YOUR SOLIN GENERATED RECIPE
Creamy Truffle Mushroom Protein Pasta
Savor a luxurious blend of protein-packed pasta tossed with tender chicken breast, earthy mushrooms, and fresh spinach in a velvety Greek yogurt cream sauce lightly enhanced by a drizzle of aromatic truffle oil.
INGREDIENTS
2 oz Chickpea Pasta
3 oz Chicken Breast
100 g Mushrooms
1 cup Spinach
1/4 cup Nonfat Greek Yogurt
1 tsp Truffle Oil
2 cloves Garlic
1/2 medium Onion
Salt and Pepper to taste
PREPARATION
Bring a large pot of salted water to a boil and cook the chickpea pasta according to package directions until al dente. Drain and set aside.
Season the chicken breast with salt and pepper. In a skillet, sear the chicken over medium-high heat until cooked through, about 5-7 minutes per side. Remove from the skillet and slice into strips.

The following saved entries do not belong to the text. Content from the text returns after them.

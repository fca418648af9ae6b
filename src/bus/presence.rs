//! Driver presence: bounded rings of recent position samples
//!
//! Positions are live telemetry, not durable truth; each driver keeps the
//! last N samples and the rest falls off the back.

use std::collections::{HashMap, VecDeque};

use parking_lot::RwLock;
use uuid::Uuid;

use crate::types::DriverPosition;

pub struct Presence {
    samples: RwLock<HashMap<Uuid, VecDeque<DriverPosition>>>,
    capacity: usize,
}

impl Presence {
    pub fn new(capacity: usize) -> Self {
        Self {
            samples: RwLock::new(HashMap::new()),
            capacity: capacity.max(1),
        }
    }

    pub fn record(&self, position: DriverPosition) {
        let mut samples = self.samples.write();
        let ring = samples.entry(position.driver_id).or_default();
        ring.push_back(position);
        while ring.len() > self.capacity {
            ring.pop_front();
        }
    }

    /// Most recent sample for a driver.
    pub fn latest(&self, driver_id: Uuid) -> Option<DriverPosition> {
        self.samples.read().get(&driver_id).and_then(|r| r.back().cloned())
    }

    /// All retained samples, oldest first.
    pub fn trail(&self, driver_id: Uuid) -> Vec<DriverPosition> {
        self.samples
            .read()
            .get(&driver_id)
            .map(|r| r.iter().cloned().collect())
            .unwrap_or_default()
    }

    /// Drop a driver's ring (end of shift).
    pub fn clear(&self, driver_id: Uuid) {
        self.samples.write().remove(&driver_id);
    }
}

#[cfg(test)]
mod tests {
    use super::*;
    use crate::types::Coordinates;
    use chrono::Utc;

    fn position(driver_id: Uuid, lat: f64) -> DriverPosition {
        DriverPosition {
            driver_id,
            location: Coordinates { lat, lng: 121.5 },
            speed: 8.0,
            heading: 90.0,
            recorded_at: Utc::now(),
            route_id: None,
            stop_position: None,
        }
    }

    #[test]
    fn test_ring_bounded() {
        let presence = Presence::new(3);
        let driver = Uuid::new_v4();
        for i in 0..5 {
            presence.record(position(driver, 25.0 + i as f64 * 0.01));
        }

        let trail = presence.trail(driver);
        assert_eq!(trail.len(), 3);
        // Oldest two fell off.
        assert!((trail[0].location.lat - 25.02).abs() < 1e-9);
        assert!((presence.latest(driver).unwrap().location.lat - 25.04).abs() < 1e-9);
    }

    #[test]
    fn test_unknown_driver_empty() {
        let presence = Presence::new(4);
        assert!(presence.latest(Uuid::new_v4()).is_none());
        assert!(presence.trail(Uuid::new_v4()).is_empty());
    }

    #[test]
    fn test_clear() {
        let presence = Presence::new(4);
        let driver = Uuid::new_v4();
        presence.record(position(driver, 25.0));
        presence.clear(driver);
        assert!(presence.latest(driver).is_none());
    }
}
#[async_trait]
impl Store for PgStore {
    async fn get_order(&self, id: Uuid) -> CoreResult<Option<Order>> {
        sqlx::query_as::<_, Order>(r#"SELECT * FROM orders WHERE id = $1"#)
            .bind(id)
            .fetch_optional(&self.pool)
            .await
            .map_err(CoreError::internal)
    }

    async fn list_orders(&self, date: NaiveDate, statuses: &[OrderStatus]) -> CoreResult<Vec<Order>> {
        let status_labels: Vec<String> = statuses
            .iter()
            .map(|s| serde_json::to_value(s).unwrap().as_str().unwrap().to_string())
            .collect();
        sqlx::query_as::<_, Order>(
            r#"
            SELECT * FROM orders
            WHERE date = $1 AND status = ANY($2)
            ORDER BY created_at, id
            "#,
        )
        .bind(date)
        .bind(&status_labels)
        .fetch_all(&self.pool)
        .await
        .map_err(CoreError::internal)
    }

    async fn list_customer_orders(&self, customer_id: Uuid, date: NaiveDate) -> CoreResult<Vec<Order>> {
        sqlx::query_as::<_, Order>(
            r#"
            SELECT * FROM orders
            WHERE customer_id = $1 AND date = $2
            ORDER BY created_at, id
            "#,
        )
        .bind(customer_id)
        .bind(date)
        .fetch_all(&self.pool)
        .await
        .map_err(CoreError::internal)
    }

    async fn get_route(&self, id: Uuid) -> CoreResult<Option<Route>> {
        sqlx::query_as::<_, Route>(r#"SELECT * FROM routes WHERE id = $1"#)
            .bind(id)
            .fetch_optional(&self.pool)
            .await
            .map_err(CoreError::internal)
    }

    async fn list_routes(&self, date: NaiveDate) -> CoreResult<Vec<Route>> {
        sqlx::query_as::<_, Route>(
            r#"SELECT * FROM routes WHERE date = $1 ORDER BY created_at, id"#,
        )
        .bind(date)
        .fetch_all(&self.pool)
        .await
        .map_err(CoreError::internal)
    }

    async fn get_route_stops(&self, route_id: Uuid) -> CoreResult<Vec<RouteStop>> {
        sqlx::query_as::<_, RouteStop>(
            r#"SELECT * FROM route_stops WHERE route_id = $1 ORDER BY position"#,
        )
        .bind(route_id)
        .fetch_all(&self.pool)
        .await
        .map_err(CoreError::internal)
    }

    async fn get_customer(&self, id: Uuid) -> CoreResult<Option<Customer>> {
        sqlx::query_as::<_, Customer>(r#"SELECT * FROM customers WHERE id = $1"#)
            .bind(id)
            .fetch_optional(&self.pool)
            .await
            .map_err(CoreError::internal)
    }

    async fn list_customers(&self, ids: &[Uuid]) -> CoreResult<Vec<Customer>> {
        if ids.is_empty() {
            sqlx::query_as::<_, Customer>(r#"SELECT * FROM customers ORDER BY id"#)
                .fetch_all(&self.pool)
                .await
                .map_err(CoreError::internal)
        } else {
            sqlx::query_as::<_, Customer>(
                r#"SELECT * FROM customers WHERE id = ANY($1) ORDER BY id"#,
            )
            .bind(ids)
            .fetch_all(&self.pool)
            .await
            .map_err(CoreError::internal)
        }
    }

    async fn upsert_customer(&self, c: Customer) -> CoreResult<()> {
        sqlx::query(
            r#"
            INSERT INTO customers (id, name, location, service_window, service_minutes, cadence_days)
            VALUES ($1, $2, $3, $4, $5, $6)
            ON CONFLICT (id)
            DO UPDATE SET
                name = $2, location = $3, service_window = $4,
                service_minutes = $5, cadence_days = $6
            "#,
        )
        .bind(c.id)
        .bind(&c.name)
        .bind(serde_json::to_value(c.location).map_err(CoreError::internal)?)
        .bind(serde_json::to_value(c.window).map_err(CoreError::internal)?)
        .bind(c.service_minutes)
        .bind(c.cadence_days)
        .execute(&self.pool)
        .await
        .map_err(CoreError::internal)?;
        Ok(())
    }

    async fn get_driver(&self, id: Uuid) -> CoreResult<Option<Driver>> {
        sqlx::query_as::<_, Driver>(r#"SELECT * FROM drivers WHERE id = $1"#)
            .bind(id)
            .fetch_optional(&self.pool)
            .await
            .map_err(CoreError::internal)
    }

    async fn list_active_drivers(&self) -> CoreResult<Vec<Driver>> {
        sqlx::query_as::<_, Driver>(
            r#"SELECT * FROM drivers WHERE is_active = TRUE ORDER BY id"#,
        )
        .fetch_all(&self.pool)
        .await
        .map_err(CoreError::internal)
    }

    async fn insert_job(&self, j: Job) -> CoreResult<()> {
        sqlx::query(
            r#"
            INSERT INTO jobs (
                id, kind, submitter, status, input, target_key, progress,
                error_message, result, created_at, started_at, finished_at,
                last_progress_at, version
            )
            VALUES ($1, $2, $3, $4, $5, $6, $7, $8, $9, $10, $11, $12, $13, $14)
            "#,
        )
        .bind(j.id)
        .bind(j.kind)
        .bind(j.submitter)
        .bind(j.status)
        .bind(serde_json::to_value(&j.input).map_err(CoreError::internal)?)
        .bind(&j.target_key)
        .bind(j.progress)
        .bind(&j.error_message)
        .bind(&j.result)
        .bind(j.created_at)
        .bind(j.started_at)
        .bind(j.finished_at)
        .bind(j.last_progress_at)
        .bind(j.version)
        .execute(&self.pool)
        .await
        .map_err(CoreError::internal)?;
        Ok(())
    }

    async fn get_job(&self, id: Uuid) -> CoreResult<Option<Job>> {
        sqlx::query_as::<_, Job>(r#"SELECT * FROM jobs WHERE id = $1"#)
            .bind(id)
            .fetch_optional(&self.pool)
            .await
            .map_err(CoreError::internal)
    }

    async fn update_job(&self, update: Versioned<Job>) -> CoreResult<Job> {
        let j = &update.entity;
        let row = sqlx::query_as::<_, Job>(
            r#"
            UPDATE jobs SET
                status = $1, progress = $2, error_message = $3, result = $4,
                started_at = $5, finished_at = $6, last_progress_at = $7,
                version = version + 1
            WHERE id = $8 AND version = $9
            RETURNING *
            "#,
        )
        .bind(j.status)
        .bind(j.progress)
        .bind(&j.error_message)
        .bind(&j.result)
        .bind(j.started_at)
        .bind(j.finished_at)
        .bind(j.last_progress_at)
        .bind(j.id)
        .bind(update.expected_version)
        .fetch_optional(&self.pool)
        .await
        .map_err(CoreError::internal)?;

        row.ok_or(CoreError::VersionConflict { entity: "job", id: j.id })
    }

    async fn list_jobs(&self, filter: &JobFilter) -> CoreResult<Vec<Job>> {
        let kind_label = filter
            .kind
            .map(|k| serde_json::to_value(k).unwrap().as_str().unwrap().to_string());
        let status_label = filter
            .status
            .map(|s| serde_json::to_value(s).unwrap().as_str().unwrap().to_string());
        sqlx::query_as::<_, Job>(
            r#"
            SELECT * FROM jobs
            WHERE ($1::text IS NULL OR kind = $1)
              AND ($2::text IS NULL OR status = $2)
            ORDER BY created_at DESC, id DESC
            LIMIT $3
            "#,
        )
        .bind(kind_label)
        .bind(status_label)
        .bind(filter.limit.unwrap_or(100))
        .fetch_all(&self.pool)
        .await
        .map_err(CoreError::internal)
    }

    async fn stale_running_jobs(&self, stale_before: DateTime<Utc>) -> CoreResult<Vec<Job>> {
        sqlx::query_as::<_, Job>(
            r#"
            SELECT * FROM jobs
            WHERE status = 'running'
              AND COALESCE(last_progress_at, started_at, created_at) < $1
            "#,
        )
        .bind(stale_before)
        .fetch_all(&self.pool)
        .await
        .map_err(CoreError::internal)
    }

    async fn commit(&self, write: TxWrite) -> CoreResult<()> {
        if write.is_empty() {
            return Ok(());
        }
        let mut tx = self.pool.begin().await.map_err(CoreError::internal)?;

        for order in &write.new_orders {
            Self::insert_order_row(&mut tx, order).await?;
        }
        for update in &write.orders {
            Self::apply_order_update(&mut tx, update).await?;
        }
        for (route, stops) in &write.new_routes {
            Self::insert_route_row(&mut tx, route, stops).await?;
        }
        for update in &write.routes {
            Self::apply_route_update(&mut tx, update).await?;
        }
        for stop in &write.route_stops {
            Self::upsert_stop_row(&mut tx, stop).await?;
        }
        for batch in &write.prediction_batches {
            sqlx::query(
                r#"
                INSERT INTO prediction_batches (id, date, customer_count, draft_count, created_at)
                VALUES ($1, $2, $3, $4, $5)
                "#,
            )
            .bind(batch.id)
            .bind(batch.date)
            .bind(batch.customer_count)
            .bind(batch.draft_count)
            .bind(batch.created_at)
            .execute(&mut *tx)
            .await
            .map_err(CoreError::internal)?;
        }
        for event in &write.events {
            sqlx::query(
                r#"
                INSERT INTO event_log (event_id, kind, entity_id, payload, occurred_at)
                VALUES ($1, $2, $3, $4, $5)
                "#,
            )
            .bind(event.event_id)
            .bind(
                serde_json::to_value(event.kind)
                    .ok()
                    .and_then(|v| v.as_str().map(str::to_string))
                    .unwrap_or_default(),
            )
            .bind(event.entity_id)
            .bind(&event.payload)
            .bind(event.occurred_at)
            .execute(&mut *tx)
            .await
            .map_err(CoreError::internal)?;
        }

        tx.commit().await.map_err(CoreError::internal)?;
        Ok(())
    }
}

Using the same skillet, add a splash of water and sauté the diced onion and minced garlic until translucent and fragrant.
Add the sliced mushrooms and cook until they release moisture and become tender, about 3-4 minutes.
Reduce heat to low and stir in the nonfat Greek yogurt. Mix in the spinach and allow it to wilt.
Drizzle in the truffle oil and adjust seasonings with salt and pepper.
Combine the cooked pasta and chicken with the creamy mushroom mixture, tossing gently to coat evenly.
Serve immediately and enjoy your indulgently creamy yet protein-packed pasta.